**Problem details:**
Report every line below that carries the word "while".
------------------------------------
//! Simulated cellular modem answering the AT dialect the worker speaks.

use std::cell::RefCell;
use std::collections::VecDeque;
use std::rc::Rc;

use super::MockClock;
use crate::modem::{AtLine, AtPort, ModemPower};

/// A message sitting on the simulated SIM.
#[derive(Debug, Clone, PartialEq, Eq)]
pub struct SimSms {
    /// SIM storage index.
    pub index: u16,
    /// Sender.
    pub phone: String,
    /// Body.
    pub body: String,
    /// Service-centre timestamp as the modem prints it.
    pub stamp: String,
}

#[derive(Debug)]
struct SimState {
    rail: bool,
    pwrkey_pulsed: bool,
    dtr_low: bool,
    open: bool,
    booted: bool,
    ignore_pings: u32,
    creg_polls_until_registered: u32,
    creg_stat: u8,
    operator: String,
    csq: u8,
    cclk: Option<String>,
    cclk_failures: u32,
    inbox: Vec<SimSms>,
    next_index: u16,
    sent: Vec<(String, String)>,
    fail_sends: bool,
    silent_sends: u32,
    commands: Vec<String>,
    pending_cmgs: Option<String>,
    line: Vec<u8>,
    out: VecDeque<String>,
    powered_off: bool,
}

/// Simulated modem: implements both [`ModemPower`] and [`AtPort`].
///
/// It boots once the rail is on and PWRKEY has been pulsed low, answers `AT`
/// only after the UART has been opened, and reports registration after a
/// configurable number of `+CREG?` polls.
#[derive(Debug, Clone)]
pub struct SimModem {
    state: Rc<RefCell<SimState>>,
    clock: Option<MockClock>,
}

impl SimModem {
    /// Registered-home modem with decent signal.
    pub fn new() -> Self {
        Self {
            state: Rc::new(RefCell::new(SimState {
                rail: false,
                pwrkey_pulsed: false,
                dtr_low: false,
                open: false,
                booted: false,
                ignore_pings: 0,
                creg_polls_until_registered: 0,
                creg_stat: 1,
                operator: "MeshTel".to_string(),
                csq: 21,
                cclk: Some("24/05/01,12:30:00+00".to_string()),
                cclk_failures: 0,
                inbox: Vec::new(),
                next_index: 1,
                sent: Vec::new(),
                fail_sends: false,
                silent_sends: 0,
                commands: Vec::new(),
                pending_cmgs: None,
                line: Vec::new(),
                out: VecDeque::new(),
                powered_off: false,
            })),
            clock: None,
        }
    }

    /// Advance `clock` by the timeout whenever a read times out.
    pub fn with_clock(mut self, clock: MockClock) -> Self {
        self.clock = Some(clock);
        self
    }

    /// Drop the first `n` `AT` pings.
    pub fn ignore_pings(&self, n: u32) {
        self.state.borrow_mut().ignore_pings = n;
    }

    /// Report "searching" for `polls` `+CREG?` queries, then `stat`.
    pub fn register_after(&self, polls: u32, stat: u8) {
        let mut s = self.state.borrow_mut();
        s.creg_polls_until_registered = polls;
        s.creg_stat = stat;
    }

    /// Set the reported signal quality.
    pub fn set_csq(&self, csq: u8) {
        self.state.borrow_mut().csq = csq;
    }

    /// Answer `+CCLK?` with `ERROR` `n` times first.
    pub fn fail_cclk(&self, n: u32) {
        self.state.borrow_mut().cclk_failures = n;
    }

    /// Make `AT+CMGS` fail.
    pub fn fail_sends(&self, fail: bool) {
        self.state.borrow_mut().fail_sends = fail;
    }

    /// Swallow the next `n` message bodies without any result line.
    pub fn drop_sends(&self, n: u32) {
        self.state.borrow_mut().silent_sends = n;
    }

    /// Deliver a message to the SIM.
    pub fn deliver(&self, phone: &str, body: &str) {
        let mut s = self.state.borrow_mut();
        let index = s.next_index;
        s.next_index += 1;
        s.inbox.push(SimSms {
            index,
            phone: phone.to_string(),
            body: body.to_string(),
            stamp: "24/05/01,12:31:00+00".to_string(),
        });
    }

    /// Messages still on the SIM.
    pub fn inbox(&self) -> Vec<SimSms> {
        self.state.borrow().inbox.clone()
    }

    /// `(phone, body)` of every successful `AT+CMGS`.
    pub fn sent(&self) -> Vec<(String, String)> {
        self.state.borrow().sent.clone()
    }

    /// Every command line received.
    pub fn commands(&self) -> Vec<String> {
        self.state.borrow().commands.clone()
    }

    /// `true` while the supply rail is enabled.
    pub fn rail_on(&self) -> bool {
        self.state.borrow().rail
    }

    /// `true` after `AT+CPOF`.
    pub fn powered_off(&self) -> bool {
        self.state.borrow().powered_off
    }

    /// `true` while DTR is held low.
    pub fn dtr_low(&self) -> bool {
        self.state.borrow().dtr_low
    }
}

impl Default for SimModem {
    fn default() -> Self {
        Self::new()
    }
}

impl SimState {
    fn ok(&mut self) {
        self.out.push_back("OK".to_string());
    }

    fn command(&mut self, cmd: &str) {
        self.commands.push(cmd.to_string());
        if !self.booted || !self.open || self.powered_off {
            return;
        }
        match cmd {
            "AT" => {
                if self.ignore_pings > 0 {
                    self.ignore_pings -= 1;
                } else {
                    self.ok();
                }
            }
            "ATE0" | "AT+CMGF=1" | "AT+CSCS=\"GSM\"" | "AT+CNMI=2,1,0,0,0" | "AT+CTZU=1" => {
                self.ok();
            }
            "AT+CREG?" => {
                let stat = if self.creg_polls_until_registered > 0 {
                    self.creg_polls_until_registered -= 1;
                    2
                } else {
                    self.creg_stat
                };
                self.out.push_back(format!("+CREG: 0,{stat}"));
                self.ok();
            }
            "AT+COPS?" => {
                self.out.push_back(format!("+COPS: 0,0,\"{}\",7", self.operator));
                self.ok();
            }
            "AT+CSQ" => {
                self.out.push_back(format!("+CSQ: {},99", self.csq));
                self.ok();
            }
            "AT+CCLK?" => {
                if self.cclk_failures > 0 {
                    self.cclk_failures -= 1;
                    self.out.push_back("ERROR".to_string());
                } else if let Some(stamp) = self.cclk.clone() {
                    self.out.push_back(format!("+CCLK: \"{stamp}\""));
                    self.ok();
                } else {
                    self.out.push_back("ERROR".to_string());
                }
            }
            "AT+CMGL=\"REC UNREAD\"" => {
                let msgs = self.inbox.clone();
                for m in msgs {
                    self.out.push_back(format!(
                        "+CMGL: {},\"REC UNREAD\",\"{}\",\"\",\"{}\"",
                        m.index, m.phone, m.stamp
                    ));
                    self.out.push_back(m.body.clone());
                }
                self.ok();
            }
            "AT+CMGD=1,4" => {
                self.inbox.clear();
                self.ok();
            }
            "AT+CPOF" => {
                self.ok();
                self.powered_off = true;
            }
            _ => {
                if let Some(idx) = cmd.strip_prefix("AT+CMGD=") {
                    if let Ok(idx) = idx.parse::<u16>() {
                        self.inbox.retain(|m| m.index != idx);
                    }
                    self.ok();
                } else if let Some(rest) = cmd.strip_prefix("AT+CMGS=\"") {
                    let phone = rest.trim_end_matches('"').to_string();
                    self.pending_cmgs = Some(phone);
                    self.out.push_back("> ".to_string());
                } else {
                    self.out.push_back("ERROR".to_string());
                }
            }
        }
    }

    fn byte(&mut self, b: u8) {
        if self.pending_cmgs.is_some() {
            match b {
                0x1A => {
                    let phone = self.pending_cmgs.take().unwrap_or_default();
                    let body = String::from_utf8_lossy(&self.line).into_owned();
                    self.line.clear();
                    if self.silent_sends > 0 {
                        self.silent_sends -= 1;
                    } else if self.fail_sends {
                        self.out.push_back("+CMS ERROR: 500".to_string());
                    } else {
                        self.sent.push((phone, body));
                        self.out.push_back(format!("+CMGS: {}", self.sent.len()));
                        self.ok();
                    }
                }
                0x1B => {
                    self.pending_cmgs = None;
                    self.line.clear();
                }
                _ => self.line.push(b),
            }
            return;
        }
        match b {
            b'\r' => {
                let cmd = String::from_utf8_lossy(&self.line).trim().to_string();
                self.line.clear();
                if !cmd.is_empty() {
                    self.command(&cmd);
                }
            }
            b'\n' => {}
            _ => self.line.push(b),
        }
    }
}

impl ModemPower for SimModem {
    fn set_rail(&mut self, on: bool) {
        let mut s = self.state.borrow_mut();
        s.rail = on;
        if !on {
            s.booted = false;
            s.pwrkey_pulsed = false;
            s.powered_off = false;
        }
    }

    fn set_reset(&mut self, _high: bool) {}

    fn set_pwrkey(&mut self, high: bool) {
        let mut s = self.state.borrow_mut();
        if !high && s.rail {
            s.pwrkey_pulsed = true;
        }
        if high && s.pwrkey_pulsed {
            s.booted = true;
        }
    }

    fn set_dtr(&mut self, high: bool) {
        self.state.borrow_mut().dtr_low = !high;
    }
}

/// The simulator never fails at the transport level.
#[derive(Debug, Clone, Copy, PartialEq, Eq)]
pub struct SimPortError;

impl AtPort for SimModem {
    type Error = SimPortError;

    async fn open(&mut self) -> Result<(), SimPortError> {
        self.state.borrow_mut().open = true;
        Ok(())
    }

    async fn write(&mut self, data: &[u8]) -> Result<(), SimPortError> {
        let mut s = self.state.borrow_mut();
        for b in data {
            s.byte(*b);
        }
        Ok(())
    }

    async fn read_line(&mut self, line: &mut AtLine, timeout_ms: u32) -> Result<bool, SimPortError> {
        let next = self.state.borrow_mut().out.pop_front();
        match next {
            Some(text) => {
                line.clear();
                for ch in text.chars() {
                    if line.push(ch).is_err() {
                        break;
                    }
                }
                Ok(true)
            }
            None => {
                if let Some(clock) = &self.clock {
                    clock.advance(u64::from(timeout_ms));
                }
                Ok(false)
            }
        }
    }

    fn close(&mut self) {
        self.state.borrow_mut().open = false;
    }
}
------------------------------------
**Solution to the problem:**
    /// `true` while the supply rail is enabled.
    /// `true` while DTR is held low.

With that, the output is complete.